------ Given records

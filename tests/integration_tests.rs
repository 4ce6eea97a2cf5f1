//! Integration tests for the gatekeeper CLI.
//!
//! These drive the built binary through its offline modes: config
//! verification, flattening, build-db management and failure simulation.
//! Nothing here touches the network.

use assert_cmd::Command;
use assert_cmd::cargo::cargo_bin_cmd;
use predicates::prelude::*;
use std::fs;
use tempfile::TempDir;

/// Helper to create a gatekeeper Command
fn gatekeeper() -> Command {
    cargo_bin_cmd!("gatekeeper")
}

const CONFIG: &str = r#"{
    "http://master.example/": [
        {
            "closing_steps": ["compile"],
            "tree_notify": ["a@x.org"],
            "status_template": "Build %(builder_name)s failed: %(unsatisfied)s"
        }
    ]
}"#;

/// Write a config file into a fresh temp dir.
fn setup_config(content: &str) -> (TempDir, std::path::PathBuf) {
    let dir = TempDir::new().unwrap();
    let path = dir.path().join("gatekeeper.json");
    fs::write(&path, content).unwrap();
    (dir, path)
}

mod cli_basics {
    use super::*;

    #[test]
    fn test_help() {
        gatekeeper().arg("--help").assert().success();
    }

    #[test]
    fn test_version() {
        gatekeeper().arg("--version").assert().success();
    }

    #[test]
    fn test_masters_required_outside_verify_modes() {
        gatekeeper().assert().failure();
    }
}

mod verify_mode {
    use super::*;

    #[test]
    fn test_verify_accepts_valid_config() {
        let (_dir, config) = setup_config(CONFIG);
        gatekeeper()
            .arg("--verify")
            .arg("--json")
            .arg(&config)
            .assert()
            .success();
    }

    #[test]
    fn test_verify_rejects_malformed_config_with_exit_1() {
        let (_dir, config) = setup_config(r#"{"http://m": [{"closing_steps": ["*"]}]}"#);
        gatekeeper()
            .arg("--verify")
            .arg("--json")
            .arg(&config)
            .assert()
            .code(1);
    }

    #[test]
    fn test_verify_rejects_unparseable_json_with_exit_1() {
        let (_dir, config) = setup_config("{not json");
        gatekeeper()
            .arg("--verify")
            .arg("--json")
            .arg(&config)
            .assert()
            .code(1);
    }

    #[test]
    fn test_missing_config_file_is_a_config_error() {
        gatekeeper()
            .arg("--verify")
            .arg("--json")
            .arg("/nonexistent/gatekeeper.json")
            .assert()
            .code(1);
    }
}

mod flatten_mode {
    use super::*;

    #[test]
    fn test_flatten_output_is_deterministic_and_hashed() {
        let (_dir, config) = setup_config(CONFIG);

        let first = gatekeeper()
            .arg("--flatten-json")
            .arg("--json")
            .arg(&config)
            .assert()
            .success()
            .get_output()
            .stdout
            .clone();
        let second = gatekeeper()
            .arg("--flatten-json")
            .arg("--json")
            .arg(&config)
            .assert()
            .success()
            .get_output()
            .stdout
            .clone();
        assert_eq!(first, second);

        let parsed: serde_json::Value = serde_json::from_slice(&first).unwrap();
        let section = &parsed["http://master.example"][0];
        assert!(!section["hash"].as_str().unwrap().is_empty());
        // Defaults were applied during expansion
        assert_eq!(section["close_tree"], serde_json::json!(true));
    }

    #[test]
    fn test_flatten_no_hashes_omits_hash_field() {
        let (_dir, config) = setup_config(CONFIG);
        gatekeeper()
            .arg("--flatten-json")
            .arg("--no-hashes")
            .arg("--json")
            .arg(&config)
            .assert()
            .success()
            .stdout(predicate::str::contains("\"hash\"").not());
    }
}

mod pipeline {
    use super::*;

    #[test]
    fn test_unknown_master_exits_1() {
        let (dir, config) = setup_config(CONFIG);
        gatekeeper()
            .current_dir(dir.path())
            .arg("http://other.example")
            .arg("--json")
            .arg(&config)
            .assert()
            .code(1);
    }

    #[test]
    fn test_clear_build_db_writes_empty_db() {
        let (dir, config) = setup_config(CONFIG);
        let db_path = dir.path().join("build_db.json");
        // Simulation keeps the run offline; --clear-build-db still writes
        // the empty db up front.
        gatekeeper()
            .current_dir(dir.path())
            .arg("http://master.example")
            .arg("--json")
            .arg(&config)
            .arg("--build-db")
            .arg(&db_path)
            .arg("--clear-build-db")
            .arg("--simulate-master")
            .arg("http://master.example")
            .arg("--simulate-builder")
            .arg("B")
            .arg("--simulate-step")
            .arg("compile")
            .assert()
            .success();

        let db: serde_json::Value =
            serde_json::from_str(&fs::read_to_string(&db_path).unwrap()).unwrap();
        // Simulation never persists classification results.
        assert_eq!(db["masters"], serde_json::json!({}));
    }

    #[test]
    fn test_simulation_requires_steps() {
        let (dir, config) = setup_config(CONFIG);
        gatekeeper()
            .current_dir(dir.path())
            .arg("http://master.example")
            .arg("--json")
            .arg(&config)
            .arg("--simulate-master")
            .arg("http://master.example")
            .arg("--simulate-builder")
            .arg("B")
            .assert()
            .code(1);
    }

    #[test]
    fn test_simulation_run_succeeds_offline() {
        let (dir, config) = setup_config(CONFIG);
        gatekeeper()
            .current_dir(dir.path())
            .arg("http://master.example")
            .arg("--json")
            .arg(&config)
            .arg("--simulate-master")
            .arg("http://master.example")
            .arg("--simulate-builder")
            .arg("B")
            .arg("--simulate-step")
            .arg("compile")
            .assert()
            .success();
        // No db was written: simulation suppresses the save.
        assert!(!dir.path().join("build_db.json").exists());
    }

    #[test]
    fn test_status_write_flags_require_password_file() {
        let (dir, config) = setup_config(CONFIG);
        gatekeeper()
            .current_dir(dir.path())
            .arg("http://master.example")
            .arg("--json")
            .arg(&config)
            .arg("--set-status")
            .arg("--status-url")
            .arg("http://tree.example")
            .arg("--simulate-master")
            .arg("http://master.example")
            .arg("--simulate-builder")
            .arg("B")
            .arg("--simulate-step")
            .arg("compile")
            .assert()
            .code(1);
    }
}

------------

- Required action
Tell how many lines of the data above contain the word "tests", giving the number by itself.

- Result of this task
2